IBM: Racetrack memory instead of MRAM or hard disks
In racetrack memory, magnetic domain walls – boundaries between magnetic regions or "domains" in a magnetic material – are made to speed along nanowires made of magnetic material as if they were on a racetrack. In the process, the movable domain walls can be used as a type of magnetic shift register for storing data bits.

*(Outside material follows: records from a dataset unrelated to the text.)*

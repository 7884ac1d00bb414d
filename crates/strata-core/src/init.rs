//! Base image initializers.
//!
//! A base image is a descriptor with no commands. Its root starts empty and
//! is populated by a [`BaseInitializer`] before being sealed.

use crate::error::Result;
use async_trait::async_trait;
use std::path::{Path, PathBuf};
use strata_store::{copy_tree, BuildKey, StoreError};

/// Populates an empty root with base content.
#[async_trait]
pub trait BaseInitializer: Send + Sync {
    /// Fill `path` with the content for `key`.
    async fn init(&self, cache_dir: &Path, path: &Path, key: &BuildKey) -> Result<()>;
}

/// Leaves base roots empty.
#[derive(Debug, Clone, Copy, Default)]
pub struct ScratchInitializer;

#[async_trait]
impl BaseInitializer for ScratchInitializer {
    async fn init(&self, _cache_dir: &Path, path: &Path, key: &BuildKey) -> Result<()> {
        tracing::info!(key = %key, path = %path.display(), "Initialized empty base image");
        Ok(())
    }
}

/// Copies base content from a local seed tree laid out as `<seed>/<name>/<tag>/`.
#[derive(Debug, Clone)]
pub struct DirectoryInitializer {
    seed: PathBuf,
}

impl DirectoryInitializer {
    /// Initializer reading from `seed`.
    pub fn new(seed: impl Into<PathBuf>) -> Self {
        Self { seed: seed.into() }
    }

    /// Seed directory for a key.
    pub fn source(&self, key: &BuildKey) -> PathBuf {
        self.seed.join(key.name()).join(key.tag().as_str())
    }
}

#[async_trait]
impl BaseInitializer for DirectoryInitializer {
    async fn init(&self, _cache_dir: &Path, path: &Path, key: &BuildKey) -> Result<()> {
        let source = self.source(key);
        if !tokio::fs::try_exists(&source).await? {
            return Err(StoreError::KeyNotFound(key.clone()).into());
        }

        let start = std::time::Instant::now();
        let files = copy_tree(source.clone(), path.to_path_buf()).await?;

        tracing::info!(
            key = %key,
            source = %source.display(),
            files,
            elapsed_ms = start.elapsed().as_millis() as u64,
            "Initialized base image from seed"
        );
        Ok(())
    }
}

Several teams of scientists are working on getting racetrack memory ready for mass products. IBM now claims to have come a step closer to this goal: Dr. Stuart Parkin of IBM's Almaden research lab in California, who used to develop MRAM technology, has now published an article about the subject in Science magazine. His team managed to influence the walls between magnetic domains in permanently magnetic nanowires by applying spin polarised currents, a technique referred to as Spin Torque Transfer or STT. According to the report, the nanowires can also be arranged both perpendicularly and horizontally on the surface of silicon semiconductor components. This three-dimensional racetrack memory promises extremely high storage densities. Reading and writing the data is also said to be very fast, because every nanowire has its own read/write unit.
IBM explains the new technology both in a press release and in a YouTube video. Unfortunately, there is no mention of the MRAM co-operation with TDK which was announced last year. The Japanese group is a major producer and innovator in the field of magnetic materials. It remains unclear whether TDK is also co-operating with IBM in the field of racetrack memory.